THE DATA section start
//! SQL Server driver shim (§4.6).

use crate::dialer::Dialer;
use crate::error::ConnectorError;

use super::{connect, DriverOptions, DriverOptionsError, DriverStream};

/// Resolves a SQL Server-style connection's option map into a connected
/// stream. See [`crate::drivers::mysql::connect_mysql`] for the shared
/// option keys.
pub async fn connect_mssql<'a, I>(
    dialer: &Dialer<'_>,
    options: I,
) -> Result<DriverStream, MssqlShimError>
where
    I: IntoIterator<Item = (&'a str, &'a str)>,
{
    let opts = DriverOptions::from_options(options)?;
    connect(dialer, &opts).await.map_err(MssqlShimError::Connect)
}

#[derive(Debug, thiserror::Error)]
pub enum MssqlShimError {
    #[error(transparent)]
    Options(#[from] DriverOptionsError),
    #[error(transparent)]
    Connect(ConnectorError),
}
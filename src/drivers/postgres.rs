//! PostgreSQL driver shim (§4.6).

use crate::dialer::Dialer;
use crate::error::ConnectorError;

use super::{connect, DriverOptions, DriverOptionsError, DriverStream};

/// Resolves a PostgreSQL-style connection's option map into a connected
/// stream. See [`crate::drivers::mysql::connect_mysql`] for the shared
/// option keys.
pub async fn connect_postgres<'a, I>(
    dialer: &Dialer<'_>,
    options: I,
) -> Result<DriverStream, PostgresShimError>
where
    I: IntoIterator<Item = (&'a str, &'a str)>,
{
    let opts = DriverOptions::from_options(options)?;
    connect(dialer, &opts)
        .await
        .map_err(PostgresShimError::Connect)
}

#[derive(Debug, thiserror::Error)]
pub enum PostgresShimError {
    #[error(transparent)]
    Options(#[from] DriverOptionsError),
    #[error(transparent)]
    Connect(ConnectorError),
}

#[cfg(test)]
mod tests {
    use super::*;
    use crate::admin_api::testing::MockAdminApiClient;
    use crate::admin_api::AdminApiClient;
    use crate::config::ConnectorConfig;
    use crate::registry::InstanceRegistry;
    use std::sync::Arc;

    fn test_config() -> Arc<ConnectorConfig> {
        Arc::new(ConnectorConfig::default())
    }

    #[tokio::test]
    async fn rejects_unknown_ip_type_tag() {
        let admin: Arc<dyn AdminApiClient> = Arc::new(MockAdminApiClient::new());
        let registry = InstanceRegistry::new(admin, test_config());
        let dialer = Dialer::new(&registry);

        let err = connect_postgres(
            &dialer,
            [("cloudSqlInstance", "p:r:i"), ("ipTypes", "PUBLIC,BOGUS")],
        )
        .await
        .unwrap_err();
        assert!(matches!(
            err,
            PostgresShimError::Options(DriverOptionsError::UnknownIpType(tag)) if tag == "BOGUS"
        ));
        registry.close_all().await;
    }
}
THE DATA section end
THE DATA section start
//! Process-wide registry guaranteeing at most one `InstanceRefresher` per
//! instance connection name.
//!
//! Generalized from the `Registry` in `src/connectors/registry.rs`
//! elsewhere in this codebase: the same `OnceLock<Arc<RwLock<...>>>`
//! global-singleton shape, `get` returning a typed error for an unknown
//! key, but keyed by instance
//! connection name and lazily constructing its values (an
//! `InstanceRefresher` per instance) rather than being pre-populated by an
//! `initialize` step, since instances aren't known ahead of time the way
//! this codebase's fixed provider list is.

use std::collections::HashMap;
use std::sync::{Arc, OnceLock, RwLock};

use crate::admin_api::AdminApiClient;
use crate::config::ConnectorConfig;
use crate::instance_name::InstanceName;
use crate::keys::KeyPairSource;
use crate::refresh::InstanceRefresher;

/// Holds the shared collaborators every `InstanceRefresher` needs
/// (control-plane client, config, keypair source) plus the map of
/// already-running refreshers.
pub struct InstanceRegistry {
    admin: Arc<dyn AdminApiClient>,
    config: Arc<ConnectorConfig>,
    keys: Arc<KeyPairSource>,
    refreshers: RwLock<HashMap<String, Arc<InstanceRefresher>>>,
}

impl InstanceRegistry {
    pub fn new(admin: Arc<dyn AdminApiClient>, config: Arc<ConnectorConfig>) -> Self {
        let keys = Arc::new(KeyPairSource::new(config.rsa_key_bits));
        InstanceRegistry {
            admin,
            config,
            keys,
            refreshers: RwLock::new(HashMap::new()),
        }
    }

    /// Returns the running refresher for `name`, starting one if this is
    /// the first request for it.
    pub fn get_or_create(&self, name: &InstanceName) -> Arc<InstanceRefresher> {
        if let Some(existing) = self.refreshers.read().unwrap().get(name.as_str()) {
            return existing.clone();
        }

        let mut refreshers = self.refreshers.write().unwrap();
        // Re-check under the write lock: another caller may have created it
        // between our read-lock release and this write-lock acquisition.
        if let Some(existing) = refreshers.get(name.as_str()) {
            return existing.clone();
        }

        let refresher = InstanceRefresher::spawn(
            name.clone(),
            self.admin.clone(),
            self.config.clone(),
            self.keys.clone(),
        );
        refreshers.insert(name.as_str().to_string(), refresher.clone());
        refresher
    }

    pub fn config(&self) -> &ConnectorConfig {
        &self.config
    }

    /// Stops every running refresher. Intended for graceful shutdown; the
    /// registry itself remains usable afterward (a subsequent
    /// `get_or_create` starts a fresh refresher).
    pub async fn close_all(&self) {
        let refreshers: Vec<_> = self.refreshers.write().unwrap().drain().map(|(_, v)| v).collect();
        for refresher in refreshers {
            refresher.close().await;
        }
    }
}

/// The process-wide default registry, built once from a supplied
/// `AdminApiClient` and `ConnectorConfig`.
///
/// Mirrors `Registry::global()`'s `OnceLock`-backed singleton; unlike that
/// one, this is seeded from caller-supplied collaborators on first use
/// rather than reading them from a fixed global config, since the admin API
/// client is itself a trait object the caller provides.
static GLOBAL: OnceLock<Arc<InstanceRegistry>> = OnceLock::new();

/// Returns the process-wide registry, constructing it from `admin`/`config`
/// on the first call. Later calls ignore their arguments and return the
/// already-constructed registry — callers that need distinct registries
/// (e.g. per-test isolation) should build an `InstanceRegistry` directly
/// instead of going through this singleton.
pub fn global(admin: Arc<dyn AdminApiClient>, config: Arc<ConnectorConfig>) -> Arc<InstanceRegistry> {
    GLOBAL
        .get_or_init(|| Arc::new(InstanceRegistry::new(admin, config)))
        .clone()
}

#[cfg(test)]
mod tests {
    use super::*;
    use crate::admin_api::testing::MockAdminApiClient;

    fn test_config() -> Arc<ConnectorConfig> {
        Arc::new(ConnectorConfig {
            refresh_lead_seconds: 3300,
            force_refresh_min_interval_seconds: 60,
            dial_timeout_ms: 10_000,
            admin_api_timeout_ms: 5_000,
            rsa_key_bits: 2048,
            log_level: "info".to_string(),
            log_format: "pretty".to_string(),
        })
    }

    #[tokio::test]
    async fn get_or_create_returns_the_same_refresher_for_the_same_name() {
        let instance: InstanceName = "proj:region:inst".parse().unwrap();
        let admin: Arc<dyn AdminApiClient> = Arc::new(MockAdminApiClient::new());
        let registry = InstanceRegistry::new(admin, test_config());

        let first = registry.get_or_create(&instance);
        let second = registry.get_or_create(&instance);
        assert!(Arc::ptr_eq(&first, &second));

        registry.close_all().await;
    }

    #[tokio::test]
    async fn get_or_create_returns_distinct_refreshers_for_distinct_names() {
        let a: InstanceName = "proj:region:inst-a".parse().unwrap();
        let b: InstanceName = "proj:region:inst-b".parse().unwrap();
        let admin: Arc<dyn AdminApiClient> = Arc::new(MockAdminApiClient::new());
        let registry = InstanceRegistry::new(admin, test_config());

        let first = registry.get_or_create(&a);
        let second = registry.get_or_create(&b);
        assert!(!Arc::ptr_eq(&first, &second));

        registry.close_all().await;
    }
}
THE DATA section end
TRY IT: Starting with the line with "Server driver shim (§4.6)." above and going on through the line with "Server-style connection's option map into a connected", transcribe every line exactly, both ends included, and add nothing.

OUTPUT OF THE TASK:
//! SQL Server driver shim (§4.6).

use crate::dialer::Dialer;
use crate::error::ConnectorError;

use super::{connect, DriverOptions, DriverOptionsError, DriverStream};

/// Resolves a SQL Server-style connection's option map into a connected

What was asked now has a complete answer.